Ice skating competition in Inzell, Germany

The fifth competition weekend of the 2025–26 ISU Speed Skating World Cup took place at the Max Aicher Arena in Inzell, Germany, from Friday, 23 January, until Sunday, 25 January 2026. It is the fifth and final event of the tour, that determines qualification for the 2026 World Allround Speed Skating Championships and the 2026 World Sprint Speed Skating Championships. It is seen as the final test event for the 2026 Winter Olympics.

Norwegian Sander Eitrem established a new world record at the 5000 meter race and became the first person to cover the distance in less than 6 minutes.

== Medal summary ==

=== Men's events ===

| Event | Gold | Time | Silver | Time | Bronze | Time | Report |
| 500 m (1) | Damian Żurek Poland | 34.09 TR | Jordan Stolz United States | 34.26 | Marten Liiv Estonia | 34.29 |  |
| 500 m (2) | Damian Żurek Poland | 34.06 TR | Jordan Stolz United States | 34.10 | Marek Kania Poland | 34.29 |  |
| 1000 m | Jordan Stolz United States | 1:06.83 TR | Damian Żurek Poland | 1:07.20 | Joep Wennemars Netherlands | 1:07.23 |  |
| 1500 m | Jordan Stolz United States | 1:41.95 | Ning Zhongyan China | 1:43.18 | Kjeld Nuis Netherlands | 1:43.81 |  |
| 5000 m | Sander Eitrem Norway | 5:58.52 WR TR PB | Metoděj Jílek Czech Republic | 6:01.98 PB | Timothy Loubineaud France | 6:03.65 |  |
| Mass start^{A} | Metoděj Jílek Czech Republic | 66 | Mathieu Belloir France | 41 | Andrea Giovannini Italy | 20 |  |
| Team sprint | United States Conor McDermott-Mostowy Cooper McLeod Zach Stoppelmoor | 1:17.61 | Norway Siver Brattgjerd Henrik Fagerli Rukke Bjørn Magnussen | 1:18.27 | Netherlands Stefan Westenbroek Kayo Vos Merijn Scheperkamp | 1:19.33 |  |

 In mass start, race points are accumulated during the race based on results of the intermediate sprints and the final sprint.
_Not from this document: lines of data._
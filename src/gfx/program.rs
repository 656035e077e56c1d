use std::path::Path;

use super::{Context, GraphicsError, Handle, VertexLayout};

/// WGSL source of the vertex (`vs_main`) and fragment (`fs_main`) stages.
#[derive(Debug, Clone)]
pub(crate) struct ShaderSources {
    pub(crate) vertex: String,
    pub(crate) fragment: String,
}

impl ShaderSources {
    pub(crate) fn new(vertex: impl Into<String>, fragment: impl Into<String>) -> Self {
        Self {
            vertex: vertex.into(),
            fragment: fragment.into(),
        }
    }

    pub(crate) fn load(vertex: &Path, fragment: &Path) -> Result<Self, GraphicsError> {
        fn read(path: &Path) -> Result<String, GraphicsError> {
            std::fs::read_to_string(path).map_err(|source| GraphicsError::ShaderRead {
                path: path.to_path_buf(),
                source,
            })
        }

        let sources = Self::new(read(vertex)?, read(fragment)?);
        log::debug!("loaded shader sources from {:?} and {:?}", vertex, fragment);

        Ok(sources)
    }
}

/// A linked shader program.
///
/// A program whose link step reported diagnostics is still owned and must
/// still be released; it just draws nothing.
#[derive(Debug)]
pub(crate) struct Program {
    handle: Option<Handle>,
    linked: bool,
}

impl Program {
    pub(crate) fn link<C: Context>(
        ctx: &mut C,
        sources: &ShaderSources,
        layout: &VertexLayout,
    ) -> Result<Self, GraphicsError> {
        let linked = ctx.link_program(sources, layout)?;

        let ok = match &linked.info_log {
            Some(info_log) => {
                log::error!("shader program {:?} failed to link:\n{}", linked.handle, info_log);
                false
            }
            None => {
                log::debug!("linked shader program {:?}", linked.handle);
                true
            }
        };

        Ok(Self {
            handle: Some(linked.handle),
            linked: ok,
        })
    }

    pub(crate) fn is_linked(&self) -> bool {
        self.linked
    }

    pub(crate) fn handle(&self) -> Option<Handle> {
        self.handle
    }

    pub(crate) fn release<C: Context>(&mut self, ctx: &mut C) -> bool {
        match self.handle.take() {
            Some(handle) => {
                ctx.delete_program(handle);
                log::debug!("released shader program {:?}", handle);
                true
            }
            None => false,
        }
    }
}

impl Drop for Program {
    fn drop(&mut self) {
        if let Some(handle) = self.handle {
            log::warn!("shader program {:?} dropped without being released", handle);
        }
    }
}

#[cfg(test)]
mod tests {
    use super::*;
    use crate::gfx::{DummyContext, VertexAttribute};

    const ATTRIBUTES: &[VertexAttribute] = &[VertexAttribute::new("Position", 0, 2, 0)];
    const LAYOUT: VertexLayout = VertexLayout::new(ATTRIBUTES);

    #[test]
    fn link_succeeds_without_info_log() {
        let mut ctx = DummyContext::new();
        let sources = ShaderSources::new("vertex", "fragment");

        let mut program = Program::link(&mut ctx, &sources, &LAYOUT).unwrap();
        assert!(program.is_linked());
        assert!(program.handle().is_some());

        assert!(program.release(&mut ctx));
        assert!(!program.release(&mut ctx));
    }

    #[test]
    fn link_failure_is_not_fatal() {
        let mut ctx = DummyContext::new().with_link_error("error: expected `;`");
        let sources = ShaderSources::new("vertex", "fragment");

        let mut program = Program::link(&mut ctx, &sources, &LAYOUT).unwrap();
        assert!(!program.is_linked());
        assert_eq!(ctx.live_resources(), 1);

        program.release(&mut ctx);
        assert_eq!(ctx.live_resources(), 0);
    }

    #[test]
    fn missing_source_file_reports_path() {
        let missing = Path::new("does/not/exist.wgsl");
        let err = ShaderSources::load(missing, missing).unwrap_err();

        match err {
            GraphicsError::ShaderRead { path, .. } => assert_eq!(path, missing),
            other => panic!("unexpected error: {other}"),
        }
    }

    #[test]
    fn load_reads_both_stages() {
        let manifest = Path::new(env!("CARGO_MANIFEST_DIR"));
        let sources = ShaderSources::load(
            &manifest.join("shaders/vertex.wgsl"),
            &manifest.join("shaders/fragment.wgsl"),
        )
        .unwrap();

        assert!(sources.vertex.contains("fn vs_main"));
        assert!(sources.fragment.contains("fn fs_main"));
    }
}
impl State {
    pub(super) async fn new(window: &window::Window) -> Result<Self, GraphicsError> {
        let size = window.inner_size();

        let instance = wgpu::Instance::new(wgpu::Backends::all());

        let surface = unsafe {
            instance.create_surface(window)
        };

        let adapter = instance.request_adapter(
            &wgpu::RequestAdapterOptions {
                power_preference: wgpu::PowerPreference::default(),
                compatible_surface: Some(&surface),
                force_fallback_adapter: false
            },
        ).await.ok_or(GraphicsError::NoAdapter)?;

        log::info!("using adapter {:?}", adapter.get_info().name);

        let (device, queue) = adapter.request_device(
            &wgpu::DeviceDescriptor {
                features: wgpu::Features::empty(),
                limits: {
                    if cfg!(target_arch = "wasm32") {
                        wgpu::Limits::downlevel_webgl2_defaults()
                    } else {
                        wgpu::Limits::default()
                    }
                },
                label: Some("quadkit device")
            },
            None
        ).await.map_err(|e| GraphicsError::Device(e.to_string()))?;

        device.on_uncaptured_error(|e| log::error!("wgpu: {}", e));

        let format = *surface
            .get_supported_formats(&adapter)
            .first()
            .ok_or(GraphicsError::NoSurfaceFormat)?;

        let config = wgpu::SurfaceConfiguration {
            usage: wgpu::TextureUsages::RENDER_ATTACHMENT,
            format,
            width: size.width,
            height: size.height,
            present_mode: wgpu::PresentMode::Fifo
        };

        let viewport = Viewport::new(size.width, size.height);
        if !viewport.is_empty() {
            surface.configure(&device, &config);
        }

        Ok(Self {
            surface,
            device,
            queue,
            config,
            viewport,
            next_handle: 0,
            buffers: HashMap::new(),
            vertex_arrays: HashMap::new(),
            pipelines: HashMap::new(),
        })
    }

    /// Configures the surface again after it was lost or outdated.
    pub(super) fn reconfigure(&mut self) {
        if !self.viewport.is_empty() {
            self.surface.configure(&self.device, &self.config);
        }
    }

    fn allocate_handle(&mut self) -> Handle {
        self.next_handle += 1;
        Handle::new(self.next_handle)
    }

    fn buffer(&self, handle: Handle) -> Result<&GpuBuffer, GraphicsError> {
        self.buffers.get(&handle).ok_or(GraphicsError::UnknownHandle(handle))
    }
}

/// Copies must be a multiple of `COPY_BUFFER_ALIGNMENT` long.
fn aligned(size: u64) -> u64 {
    let align = wgpu::COPY_BUFFER_ALIGNMENT;
    ((size + align - 1) / align * align).max(align)
}

fn vertex_format(components: u32) -> wgpu::VertexFormat {
    match components {
        1 => wgpu::VertexFormat::Float32,
        2 => wgpu::VertexFormat::Float32x2,
        3 => wgpu::VertexFormat::Float32x3,
        _ => wgpu::VertexFormat::Float32x4,
    }
}
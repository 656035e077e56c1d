use std::path::PathBuf;

use thiserror::Error;

use super::{BufferKind, Handle};

/// Errors raised by the graphics layer.
#[derive(Error, Debug)]
pub(crate) enum GraphicsError {
    #[error("no compatible graphics adapter found")]
    NoAdapter,
    #[error("failed to request device: {0}")]
    Device(String),
    #[error("surface has no supported formats")]
    NoSurfaceFormat,
    #[error("unknown handle {0:?}")]
    UnknownHandle(Handle),
    #[error("vertex array {0:?} has no buffer bound")]
    Unbound(Handle),
    #[error("buffer has already been released")]
    Released,
    #[error("expected a {expected:?} buffer, found a {found:?} buffer")]
    WrongKind { expected: BufferKind, found: BufferKind },
    #[error("upload of {count} elements exceeds capacity of {capacity}")]
    Overflow { count: usize, capacity: u32 },
    #[error("write of {size} bytes exceeds buffer size of {capacity} bytes")]
    BufferTooSmall { size: u64, capacity: u64 },
    #[error("program {program:?} was linked for a different vertex layout than {vertex_array:?}")]
    LayoutMismatch { program: Handle, vertex_array: Handle },
    #[error("element stride mismatch: buffer expects {expected} bytes, data has {found}")]
    StrideMismatch { expected: u32, found: u32 },
    #[error("failed to read shader source {path:?}")]
    ShaderRead {
        path: PathBuf,
        #[source]
        source: std::io::Error,
    },
    #[error("buffer readback failed: {0}")]
    Readback(String),
    #[error("scene is not loaded")]
    NotLoaded,
    #[error("surface lost")]
    SurfaceLost,
    #[error("timed out acquiring the next frame")]
    Timeout,
    #[error("out of memory")]
    OutOfMemory,
}

/// Reasons a vertex layout is rejected at construction.
#[derive(Error, Debug, Copy, Clone, PartialEq, Eq)]
pub(crate) enum LayoutError {
    #[error("layout has no attributes")]
    Empty,
    #[error("attribute {name:?} has {components} components (expected 1..=4)")]
    ComponentCount { name: &'static str, components: u32 },
    #[error("attribute {name:?} offset {offset} is not float aligned")]
    Misaligned { name: &'static str, offset: u32 },
    #[error("attribute {name:?} at offset {offset} runs past the stride of {stride} bytes")]
    OutOfBounds { name: &'static str, offset: u32, stride: u32 },
    #[error("attributes {first:?} and {second:?} share index {index}")]
    DuplicateIndex { first: &'static str, second: &'static str, index: u32 },
    #[error("attributes {first:?} and {second:?} overlap")]
    Overlap { first: &'static str, second: &'static str },
}

#[cfg(test)]
mod tests {
    use super::*;

    #[test]
    fn display_messages() {
        let err = GraphicsError::Overflow { count: 7, capacity: 4 };
        assert_eq!(err.to_string(), "upload of 7 elements exceeds capacity of 4");

        let err = LayoutError::DuplicateIndex { first: "Position", second: "Color", index: 0 };
        assert_eq!(err.to_string(), "attributes \"Position\" and \"Color\" share index 0");
    }
}
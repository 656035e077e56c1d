use super::ColorVertex;

pub(crate) const QUAD_INDICES: [u32; 6] = [0, 1, 2, 0, 2, 3];

pub(crate) trait Meshable {
    fn vertices(&self) -> Vec<ColorVertex>;

    /// Triangle-list indices into `vertices`; empty for non-indexed shapes.
    fn indices(&self) -> Vec<u32>;
}

/// A centered quad with a different color in each corner.
pub(crate) struct Quad;

impl Quad {
    const VERTICES: [ColorVertex; 4] = [
        ColorVertex { position: [-0.5,  0.5], color: [1.0, 0.0, 0.0, 1.0] },
        ColorVertex { position: [ 0.5,  0.5], color: [0.0, 1.0, 0.0, 1.0] },
        ColorVertex { position: [ 0.5, -0.5], color: [0.0, 0.0, 1.0, 1.0] },
        ColorVertex { position: [-0.5, -0.5], color: [1.0, 1.0, 0.0, 1.0] },
    ];
}

impl Meshable for Quad {
    fn vertices(&self) -> Vec<ColorVertex> {
        Self::VERTICES.to_vec()
    }

    fn indices(&self) -> Vec<u32> {
        QUAD_INDICES.to_vec()
    }
}

/// A single triangle, drawn without an index buffer.
pub(crate) struct Triangle;

impl Triangle {
    const VERTICES: [ColorVertex; 3] = [
        ColorVertex { position: [ 0.0,  0.5], color: [1.0, 0.0, 0.0, 1.0] },
        ColorVertex { position: [-0.5, -0.5], color: [0.0, 1.0, 0.0, 1.0] },
        ColorVertex { position: [ 0.5, -0.5], color: [0.0, 0.0, 1.0, 1.0] },
    ];
}

impl Meshable for Triangle {
    fn vertices(&self) -> Vec<ColorVertex> {
        Self::VERTICES.to_vec()
    }

    fn indices(&self) -> Vec<u32> {
        Vec::new()
    }
}
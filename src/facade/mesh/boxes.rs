use std::hash::{Hash, Hasher};

use cgmath::{Point2, Vector2};
use rand::Rng;
use rand_seeder::{SipHasher, SipRng};

use crate::config::BoxConfig;

use super::meshable::QUAD_INDICES;
use super::{ColorVertex, Meshable};

/// An axis-aligned, solid-colored box in clip space.
#[derive(Copy, Clone, Debug, PartialEq)]
pub(crate) struct ColoredBox {
    pub(crate) origin: Point2<f32>,
    pub(crate) size: Vector2<f32>,
    pub(crate) color: [f32; 4],
}

impl ColoredBox {
    /// A box with random size and color, placed fully inside `[-1, 1]`.
    pub(crate) fn random<R: Rng>(rng: &mut R, min_size: f32, max_size: f32) -> Self {
        let size = Vector2::new(
            rng.gen_range(min_size..=max_size),
            rng.gen_range(min_size..=max_size),
        );

        let origin = Point2::new(
            rng.gen_range(-1f32..=(1f32 - size.x)),
            rng.gen_range(-1f32..=(1f32 - size.y)),
        );

        let color = [
            rng.gen_range(0f32..1f32),
            rng.gen_range(0f32..1f32),
            rng.gen_range(0f32..1f32),
            1f32,
        ];

        Self { origin, size, color }
    }
}

impl Meshable for ColoredBox {
    fn vertices(&self) -> Vec<ColorVertex> {
        let (x0, y0) = (self.origin.x, self.origin.y);
        let (x1, y1) = (x0 + self.size.x, y0 + self.size.y);

        // Same winding as the quad: top-left, top-right, bottom-right, bottom-left
        vec![
            ColorVertex::new([x0, y1], self.color),
            ColorVertex::new([x1, y1], self.color),
            ColorVertex::new([x1, y0], self.color),
            ColorVertex::new([x0, y0], self.color),
        ]
    }

    fn indices(&self) -> Vec<u32> {
        QUAD_INDICES.to_vec()
    }
}

pub(crate) fn generate<R: Rng>(rng: &mut R, config: &BoxConfig) -> Vec<ColoredBox> {
    (0..config.count)
        .map(|_| ColoredBox::random(rng, config.min_size, config.max_size))
        .collect()
}

/// A reproducible generator for a seed phrase.
pub(crate) fn seeded(seed: &str) -> SipRng {
    let mut hasher = SipHasher::new();
    seed.hash(&mut hasher);
    hasher.into_rng()
}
The skater with most race points is the winner.

=== Women's events ===

| Event | Gold | Time | Silver | Time | Bronze | Time | Report |
| 500 m (1) | Femke Kok Netherlands | 36.87 TR | Jutta Leerdam Netherlands | 37.22 | Kaja Ziomek-Nogal Poland | 37.22 |  |
| 500 m (2) | Kaja Ziomek-Nogal Poland | 37.25 | Sophie Warmuth Germany | 37.61 | Marrit Fledderus Netherlands | 37.62 |  |
| 1000 m | Jutta Leerdam Netherlands | 1:12.74 TR | Miho Takagi Japan | 1:13.43 | Femke Kok Netherlands | 1:13.67 |  |
| 1500 m | Joy Beune Netherlands | 1:53.34 | Miho Takagi Japan | 1:53.59 | Ragne Wiklund Norway | 1:53.72 |  |
| 3000 m | Ragne Wiklund Norway | 3:54.74 TR PB | Joy Beune Netherlands | 3:56.96 | Valérie Maltais Canada | 3:59.92 |  |
| Mass start^{A} | Marijke Groenewoud Netherlands | 60 | Valérie Maltais Canada | 40 | Mia Manganello United States | 20 |  |
| Team sprint | Netherlands Marrit Fledderus Naomi Verkerk Isabel Grevelt | 1:25.52 | Canada Carolina Hiller-Donnelly Béatrice Lamarche Ivanie Blondin | 1:26.84 | Germany Katja Franzen Josephine Heimerl Anna Ostlender | 1:28.45 |  |

 In mass start, race points are accumulated during the race based on results of the intermediate sprints and the final sprint. The skater with most race points is the winner.

== Medal count ==

| Rank | Nation | Gold | Silver | Bronze | Total |
| 1 | Netherlands | 5 | 2 | 5 | 12 |
| 2 | United States | 3 | 2 | 1 | 6 |
| 3 | Poland | 3 | 1 | 2 | 6 |
| 4 | Norway | 2 | 1 | 1 | 4 |
| 5 | Czech Republic | 1 | 1 | 0 | 2 |
| 6 | Canada | 0 | 2 | 1 | 3 |
| 7 | Japan | 0 | 2 | 0 | 2 |
| 8 | France | 0 | 1 | 1 | 2 |
| Germany | 0 | 1 | 1 | 2 |
| 10 | China | 0 | 1 | 0 | 1 |
| 11 | Estonia | 0 | 0 | 1 | 1 |
| Italy | 0 | 0 | 1 | 1 |
| Totals (12 entries) |  | 14 | 14 | 14 | 42 |

== Results ==

=== Men's events ===

==== 1st 500 m ====
The race started on 23 January 2026 at 18:58.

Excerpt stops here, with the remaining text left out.